典型的な田舎のこの町には、どこまでも続く田園地帯がまずあり、そしてそれを囲うように、杉のような、日本ではお馴染みの木々が植林された山々が広がっている。どこもかしこも「日本」を感じる風景だ。
数少ない例外が図書館で、駐車場や建物の周りに、外国のよく分からない気が何本も植えられている。同じ緑いっぱいの光景だけど、そこだけ人工的で都会的な……大人びた雰囲気を感じるから、健也は図書館が好きだった。
低学年の頃は図書館の前で時々一人遊びに耽っていて、それから成長し、小6になった今では、毎週のように本を借りに来るようになっていた。
寂れたその図書館の利用者は少ない。でも健也が行くといつも必ず先にいる、常連のお姉さんがいた。
……今、健也が図書館に来ているのは、彼女を一目見ることが一番の理由だったりする。
「あら、ありがとう」
どこか時代を感じる……とはいえ最近もなくはない真っ黒のセーラー服を着た女子高生がわざと本を落とした。

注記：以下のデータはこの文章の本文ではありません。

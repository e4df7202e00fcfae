use crate::foundation::core::Rgba8;

/// Shape of stroke ends.
#[derive(Clone, Copy, Debug, Default, PartialEq, Eq, Hash, serde::Serialize, serde::Deserialize)]
pub enum LineCap {
    /// Flat end at the endpoint.
    Butt,
    /// Half-disc past the endpoint.
    #[default]
    Round,
    /// Half-square past the endpoint.
    Square,
}

/// Shape of stroke corners.
#[derive(Clone, Copy, Debug, Default, PartialEq, Eq, Hash, serde::Serialize, serde::Deserialize)]
pub enum LineJoin {
    /// Sharp corner.
    Miter,
    /// Rounded corner.
    #[default]
    Round,
    /// Cut corner.
    Bevel,
}

/// Blurred copy of a shape drawn underneath it, as in the 2D canvas shadow model.
#[derive(Clone, Copy, Debug, PartialEq, serde::Serialize, serde::Deserialize)]
pub struct Shadow {
    /// Blur radius in logical pixels; the Gaussian sigma is half of it.
    pub blur: f64,
    /// Shadow color. Its alpha is further multiplied by the shape's own alpha.
    pub color: Rgba8,
}

impl Shadow {
    /// `true` when the shadow would leave a mark.
    pub fn is_visible(&self) -> bool {
        self.blur.is_finite() && self.blur > 0.0 && !self.color.is_transparent()
    }
}

/// Complete description of one stroke. Every draw call carries its own style, so nothing
/// depends on state left behind by earlier calls.
#[derive(Clone, Copy, Debug, PartialEq, serde::Serialize, serde::Deserialize)]
pub struct StrokeStyle {
    /// Stroke color.
    pub color: Rgba8,
    /// Line width in logical pixels.
    pub width: f64,
    /// End caps.
    pub cap: LineCap,
    /// Corner joins.
    pub join: LineJoin,
    /// Optional glow underneath the stroke.
    pub shadow: Option<Shadow>,
}

impl StrokeStyle {
    /// Round-capped, round-joined stroke without a shadow.
    pub fn new(color: Rgba8, width: f64) -> Self {
        Self {
            color,
            width,
            cap: LineCap::Round,
            join: LineJoin::Round,
            shadow: None,
        }
    }

    /// Same stroke with a shadow.
    pub fn with_shadow(mut self, shadow: Shadow) -> Self {
        self.shadow = Some(shadow);
        self
    }
}

/// Complete description of one fill.
#[derive(Clone, Copy, Debug, PartialEq, serde::Serialize, serde::Deserialize)]
pub struct FillStyle {
    /// Fill color.
    pub color: Rgba8,
    /// Optional glow underneath the fill.
    pub shadow: Option<Shadow>,
}

impl FillStyle {
    /// Fill without a shadow.
    pub fn new(color: Rgba8) -> Self {
        Self {
            color,
            shadow: None,
        }
    }

    /// Same fill with a shadow.
    pub fn with_shadow(mut self, shadow: Shadow) -> Self {
        self.shadow = Some(shadow);
        self
    }
}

それを、後ろから隠れるようについて来ていた健也が、一瞬の逡巡の後にダッと駆け出し、拾って手渡そうとした。
さっさと拾えばよかったのに、わざわざ健也が拾おうとするまで待ってから拾った女子高生は、薄く微笑んでお礼を言った。健也の頬が赤く染まる。
二人がいるのは、図書館でも一番奥の本棚のさらに窓側で、周囲には誰もいなかった。
窓が開いてるわけでもないのに、ひやりとした空気が健也の頬を撫でた。
「お姉さんは、どうしていつも図書館にいるの?」
「……ここから出られないからよ」
「地縛霊なの?」
頬を赤らめつつも、健也は真っすぐな目で女子高生を、――いや、女の亡霊を見つめた。
その目に、不思議と亡霊は懐かしさを覚えた。
「……あなた、いつも一人だけど友達はいないの?」
亡霊はその質問には答えなかった。
「い、いるよ! ……でも僕、いや俺は本を読んでる方が好きだから」
「……読書もいいけど、たまには友達と遊びなさい。その方が健全よ」
健也は顔をしかめた。母さんみたいなこと言って……と、ぼそりと呟く。
「で、でも、図書館に来ないとお姉さんと会えないし……」
「……」
揶揄おうと口を開いた亡霊は、結局何も話さずに口を閉じた。
そもそも亡霊が少年に話しかけたのは、単なる暇潰しだった。霊感もちで、しかも亡霊に興味を持っている人間はこの町では彼だけだからだ。
こうも子供らしく、不器用かつストレートに思いを伝えられるとは思わなかった。
だから、揶揄いの言葉を言うのが躊躇われた。
「…………私みたいな亡霊に会いに来るのは、あんまりいいことじゃな」
「お姉さんの話が聞きたいな! お姉さん、どうして幽霊なんかやってるの?」
健也は彼女の言葉を遮った。それ以上、否定の言葉を言わせないように。
亡霊は否定してあげるべきだ、と思ったが、その思いは一瞬で消えてしまった。
それは亡霊の……地縛霊だからこそ逃れられない情念の発露。この世に彼女を縛り付ける後悔を刺激する問いだったからだ。
「……さぁね。いつからここにいるのかさえ、あいにく私は覚えてないわ。……でも死んだ理由だけは覚えている」
そこで一息ついて、亡霊は虚空を睨んだ。命と共に失った記憶の残滓をたぐる術を持たず、ここにいる運命を呪うかのように。